New Foods From 3D Printer
3D printing has exploded recently as the devices become cheaper, smaller, and easier to use. Now they’ve taken a turn for the gastronomic with the French Culinary Institute (located, oddly enough, in Manhattan) using the Fab@Home printers to create ingenious new foods.
Like the familiar inkjet printers, 3D printers arrange small, controlled amounts of substances in order to create finished shapes. The food applications are pretty wide ranging, from the gimmicky, which include cheese and scallop space shuttles or a cake with different designs (or letters) on each slice, to the possibility of upgrading the home kitchen to new heights of cullinary achievement. From the Cornell Computational Synthesis Laboratory, which was involved in the food printing project:
Culinary knowledge and artistic skill of world renowned chefs can be abstracted to a 3D fabrication file and then used by laypeople to reproduce famous chefs’ work in the home. Also, expert knowledge of the world’s leading nutritionists can be abstracted and encoded in 3D fabrication files to help laypeople eat more healthily, without necessarily having to learn healthy cooking techniques or even understand nutritional principles such as caloric intake and protein balance.

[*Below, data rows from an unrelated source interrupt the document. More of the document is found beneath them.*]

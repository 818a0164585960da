// src/playback/testing.rs
//! Scripted renderer and probe for unit tests.

use crate::core::types::AssetLocator;
use crate::error::RendererError;
use crate::playback::renderer::{AssetProbe, Renderer, RendererStatus};
use async_trait::async_trait;
use std::collections::{HashSet, VecDeque};
use std::sync::atomic::{AtomicUsize, Ordering};
use std::sync::Mutex;
use std::time::Duration;

/// How one `initialize` call behaves.
#[derive(Debug, Clone, Copy)]
pub enum InitOutcome {
    Ready,
    Fail,
    Hang,
}

pub struct MockRenderer {
    played: Mutex<Vec<String>>,
    status: Mutex<RendererStatus>,
    failing: Mutex<HashSet<String>>,
    play_duration: Mutex<Duration>,
    init_script: Mutex<VecDeque<InitOutcome>>,
    init_calls: AtomicUsize,
    aborts: AtomicUsize,
}

impl MockRenderer {
    pub fn new() -> Self {
        Self {
            played: Mutex::new(Vec::new()),
            status: Mutex::new(RendererStatus::Ready),
            failing: Mutex::new(HashSet::new()),
            play_duration: Mutex::new(Duration::ZERO),
            init_script: Mutex::new(VecDeque::new()),
            init_calls: AtomicUsize::new(0),
            aborts: AtomicUsize::new(0),
        }
    }

    /// Outcomes for successive `initialize` calls; once exhausted, calls succeed.
    pub fn with_init_script(self, script: &[InitOutcome]) -> Self {
        *self.init_script.lock().unwrap() = script.iter().copied().collect();
        self
    }

    pub fn set_status(&self, status: RendererStatus) {
        *self.status.lock().unwrap() = status;
    }

    pub fn fail_on(&self, locator: &str) {
        self.failing.lock().unwrap().insert(locator.to_string());
    }

    pub fn set_play_duration(&self, duration: Duration) {
        *self.play_duration.lock().unwrap() = duration;
    }

    pub fn played(&self) -> Vec<String> {
        self.played.lock().unwrap().clone()
    }

    pub fn aborts(&self) -> usize {
        self.aborts.load(Ordering::SeqCst)
    }

    pub fn init_calls(&self) -> usize {
        self.init_calls.load(Ordering::SeqCst)
    }
}

#[async_trait]
impl Renderer for MockRenderer {
    async fn initialize(&self) -> Result<(), RendererError> {
        self.init_calls.fetch_add(1, Ordering::SeqCst);
        let outcome = self.init_script.lock().unwrap().pop_front().unwrap_or(InitOutcome::Ready);
        match outcome {
            InitOutcome::Ready => Ok(()),
            InitOutcome::Fail => Err(RendererError::Init("no canvas".into())),
            InitOutcome::Hang => std::future::pending().await,
        }
    }

    async fn play_asset(&self, locator: &AssetLocator) -> Result<(), RendererError> {
        self.played.lock().unwrap().push(locator.as_str().to_string());
        let duration = *self.play_duration.lock().unwrap();
        if !duration.is_zero() {
            tokio::time::sleep(duration).await;
        }
        if self.failing.lock().unwrap().contains(locator.as_str()) {
            return Err(RendererError::Dispatch {
                locator: locator.as_str().to_string(),
                reason: "scripted failure".into(),
            });
        }
        Ok(())
    }

    fn abort(&self) {
        self.aborts.fetch_add(1, Ordering::SeqCst);
    }

    fn status(&self) -> RendererStatus {
        *self.status.lock().unwrap()
    }
}

/// Probe that knows a fixed set of asset names.
pub struct MockProbe {
    present: HashSet<String>,
    broken: HashSet<String>,
}

impl MockProbe {
    pub fn new(present: &[&str]) -> Self {
        Self { present: present.iter().map(|s| s.to_string()).collect(), broken: HashSet::new() }
    }

    /// Names whose probe returns an error.
    pub fn with_broken(mut self, broken: &[&str]) -> Self {
        self.broken = broken.iter().map(|s| s.to_string()).collect();
        self
    }
}

#[async_trait]
impl AssetProbe for MockProbe {
    async fn exists(&self, locator: &AssetLocator) -> Result<bool, RendererError> {
        if self.broken.contains(locator.as_str()) {
            return Err(RendererError::Dispatch {
                locator: locator.as_str().to_string(),
                reason: "probe failed".into(),
            });
        }
        Ok(self.present.contains(locator.as_str()))
    }
}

That’s right, kids: Haute cuisine and custom-made health foods could be spitting out of a 3D printer in your kitchen. But the chefs at the Culinary Institute want to take it further, synthesizing new edible materials with shapes and properties never before possible. CBC news quotes Dave Arnold, the director of culinary technology at the institute positing this delicious prognostication:
Imagine [a food] almost like a meatloaf that absorbs sauce like a sponge.
I, for one, want that dream as a reality. And if I can print it out at home, then all the better.